■ Stored data entries:
++++++

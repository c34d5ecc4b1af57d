//! Quiet-period scheduling for re-validation on edit.
//!
//! A [`Debouncer`] holds at most one pending item per key. Scheduling again
//! replaces the item and restarts its timer, so a burst of edits produces a
//! single firing once the document has been quiet for the whole delay.
//!
//! Time is passed in by the caller. The owner polls from its own loop, which
//! keeps firing on the owner's thread and makes the timing testable.

use std::collections::HashMap;
use std::hash::Hash;
use std::time::{Duration, Instant};

#[derive(Debug)]
pub struct Debouncer<K> {
    delay: Duration,
    pending: HashMap<K, Instant>,
}

impl<K: Eq + Hash + Clone> Debouncer<K> {
    pub fn new(delay: Duration) -> Self {
        Self {
            delay,
            pending: HashMap::new(),
        }
    }

    /// Schedule `key`, cancelling any schedule it already had.
    pub fn schedule(&mut self, key: K, now: Instant) {
        self.pending.insert(key, now);
    }

    /// Drop a pending schedule without firing it.
    pub fn cancel(&mut self, key: &K) -> bool {
        self.pending.remove(key).is_some()
    }

    /// Take every key whose quiet period has elapsed by `now`.
    pub fn poll(&mut self, now: Instant) -> Vec<K> {
        let delay = self.delay;
        let due: Vec<K> = self
            .pending
            .iter()
            .filter(|(_, at)| now.saturating_duration_since(**at) >= delay)
            .map(|(key, _)| key.clone())
            .collect();
        for key in &due {
            self.pending.remove(key);
        }
        due
    }
}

++++++

■ EXERCISE DESCRIPTION: Repeat, exactly as they stand above, the lines from the line with "use std::collections::HashMap;" to the line with "pub fn poll(&mut", both lines included.

■ TASK RESULT:
use std::collections::HashMap;
use std::hash::Hash;
use std::time::{Duration, Instant};

#[derive(Debug)]
pub struct Debouncer<K> {
    delay: Duration,
    pending: HashMap<K, Instant>,
}

impl<K: Eq + Hash + Clone> Debouncer<K> {
    pub fn new(delay: Duration) -> Self {
        Self {
            delay,
            pending: HashMap::new(),
        }
    }

    /// Schedule `key`, cancelling any schedule it already had.
    pub fn schedule(&mut self, key: K, now: Instant) {
        self.pending.insert(key, now);
    }

    /// Drop a pending schedule without firing it.
    pub fn cancel(&mut self, key: &K) -> bool {
        self.pending.remove(key).is_some()
    }

    /// Take every key whose quiet period has elapsed by `now`.
    pub fn poll(&mut self, now: Instant) -> Vec<K> {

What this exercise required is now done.